>>>>>

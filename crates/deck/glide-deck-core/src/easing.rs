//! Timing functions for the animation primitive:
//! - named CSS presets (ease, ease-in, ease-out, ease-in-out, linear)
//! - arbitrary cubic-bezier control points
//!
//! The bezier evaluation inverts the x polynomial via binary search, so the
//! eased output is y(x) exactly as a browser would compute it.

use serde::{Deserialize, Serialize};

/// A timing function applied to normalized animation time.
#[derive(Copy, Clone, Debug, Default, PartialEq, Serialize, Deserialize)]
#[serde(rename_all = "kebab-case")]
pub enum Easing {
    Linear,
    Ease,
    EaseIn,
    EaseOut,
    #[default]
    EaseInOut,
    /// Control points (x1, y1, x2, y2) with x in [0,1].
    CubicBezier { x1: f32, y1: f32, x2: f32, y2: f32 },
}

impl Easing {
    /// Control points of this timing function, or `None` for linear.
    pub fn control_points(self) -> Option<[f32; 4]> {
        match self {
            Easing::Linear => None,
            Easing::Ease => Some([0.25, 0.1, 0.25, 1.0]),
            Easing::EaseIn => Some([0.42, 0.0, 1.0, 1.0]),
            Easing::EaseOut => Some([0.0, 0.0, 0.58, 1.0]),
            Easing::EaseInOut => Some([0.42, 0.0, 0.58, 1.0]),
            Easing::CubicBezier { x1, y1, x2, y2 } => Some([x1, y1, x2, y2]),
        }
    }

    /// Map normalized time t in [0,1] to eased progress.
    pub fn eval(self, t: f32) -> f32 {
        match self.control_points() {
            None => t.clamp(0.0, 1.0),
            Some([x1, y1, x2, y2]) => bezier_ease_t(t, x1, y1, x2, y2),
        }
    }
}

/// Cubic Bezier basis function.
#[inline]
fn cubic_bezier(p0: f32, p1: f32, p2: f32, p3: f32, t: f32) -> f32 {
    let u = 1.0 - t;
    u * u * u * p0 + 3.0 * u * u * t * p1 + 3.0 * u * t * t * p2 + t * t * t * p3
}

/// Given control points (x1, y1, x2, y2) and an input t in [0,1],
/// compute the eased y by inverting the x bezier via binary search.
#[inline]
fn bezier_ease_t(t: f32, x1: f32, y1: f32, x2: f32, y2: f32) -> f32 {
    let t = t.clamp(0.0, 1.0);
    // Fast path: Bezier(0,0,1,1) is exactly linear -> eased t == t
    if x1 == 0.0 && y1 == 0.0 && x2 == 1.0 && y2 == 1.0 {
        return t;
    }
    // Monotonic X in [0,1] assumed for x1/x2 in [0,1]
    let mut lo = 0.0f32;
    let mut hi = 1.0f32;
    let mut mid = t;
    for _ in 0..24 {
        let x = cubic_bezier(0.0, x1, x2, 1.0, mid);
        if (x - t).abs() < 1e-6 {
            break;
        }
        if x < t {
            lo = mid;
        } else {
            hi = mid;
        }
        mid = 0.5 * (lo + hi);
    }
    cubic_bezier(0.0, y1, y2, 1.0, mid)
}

<<<<<
>>>>>

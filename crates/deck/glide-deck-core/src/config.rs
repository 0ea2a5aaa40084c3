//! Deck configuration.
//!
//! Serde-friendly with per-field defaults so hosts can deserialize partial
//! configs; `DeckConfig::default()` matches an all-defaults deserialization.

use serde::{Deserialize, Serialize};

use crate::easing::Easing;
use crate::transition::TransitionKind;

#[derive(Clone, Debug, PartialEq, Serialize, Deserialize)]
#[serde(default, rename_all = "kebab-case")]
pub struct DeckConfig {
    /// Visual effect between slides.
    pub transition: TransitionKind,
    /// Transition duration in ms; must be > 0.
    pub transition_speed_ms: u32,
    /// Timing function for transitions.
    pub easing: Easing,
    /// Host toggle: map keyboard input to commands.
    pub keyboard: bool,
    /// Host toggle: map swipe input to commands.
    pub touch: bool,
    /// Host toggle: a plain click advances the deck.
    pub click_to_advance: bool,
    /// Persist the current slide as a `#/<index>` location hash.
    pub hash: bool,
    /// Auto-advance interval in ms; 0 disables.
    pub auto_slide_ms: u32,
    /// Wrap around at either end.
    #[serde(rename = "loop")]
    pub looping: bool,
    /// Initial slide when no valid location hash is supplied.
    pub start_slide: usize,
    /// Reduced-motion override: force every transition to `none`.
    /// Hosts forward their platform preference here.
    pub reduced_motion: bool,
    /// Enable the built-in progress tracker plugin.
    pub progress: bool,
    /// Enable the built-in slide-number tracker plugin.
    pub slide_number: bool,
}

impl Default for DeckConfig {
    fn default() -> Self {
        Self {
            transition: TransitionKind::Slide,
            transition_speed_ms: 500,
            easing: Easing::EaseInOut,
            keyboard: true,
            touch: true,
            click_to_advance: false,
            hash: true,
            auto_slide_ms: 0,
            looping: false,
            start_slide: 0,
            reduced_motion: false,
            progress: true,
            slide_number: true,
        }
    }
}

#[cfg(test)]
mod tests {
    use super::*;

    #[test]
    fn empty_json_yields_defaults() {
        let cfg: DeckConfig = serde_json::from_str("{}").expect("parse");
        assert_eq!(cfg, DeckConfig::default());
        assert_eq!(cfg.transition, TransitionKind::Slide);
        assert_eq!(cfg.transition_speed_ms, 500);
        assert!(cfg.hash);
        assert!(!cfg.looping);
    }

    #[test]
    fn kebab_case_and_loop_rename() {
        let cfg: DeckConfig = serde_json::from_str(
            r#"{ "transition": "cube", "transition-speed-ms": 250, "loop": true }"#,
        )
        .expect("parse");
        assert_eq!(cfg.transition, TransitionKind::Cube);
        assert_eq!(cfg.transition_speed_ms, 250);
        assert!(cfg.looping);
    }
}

<<<<<

*Directions*
In the records above, the line with "filename crates/deck/glide-deck-core/src/easing.rs" marks the start and the line with "pub enum Easing" marks the end; copy that stretch exactly, both lines included, and nothing else.

*Solution for this problem*
filename crates/deck/glide-deck-core/src/easing.rs
//! Timing functions for the animation primitive:
//! - named CSS presets (ease, ease-in, ease-out, ease-in-out, linear)
//! - arbitrary cubic-bezier control points
//!
//! The bezier evaluation inverts the x polynomial via binary search, so the
//! eased output is y(x) exactly as a browser would compute it.

use serde::{Deserialize, Serialize};

/// A timing function applied to normalized animation time.
#[derive(Copy, Clone, Debug, Default, PartialEq, Serialize, Deserialize)]
#[serde(rename_all = "kebab-case")]
pub enum Easing {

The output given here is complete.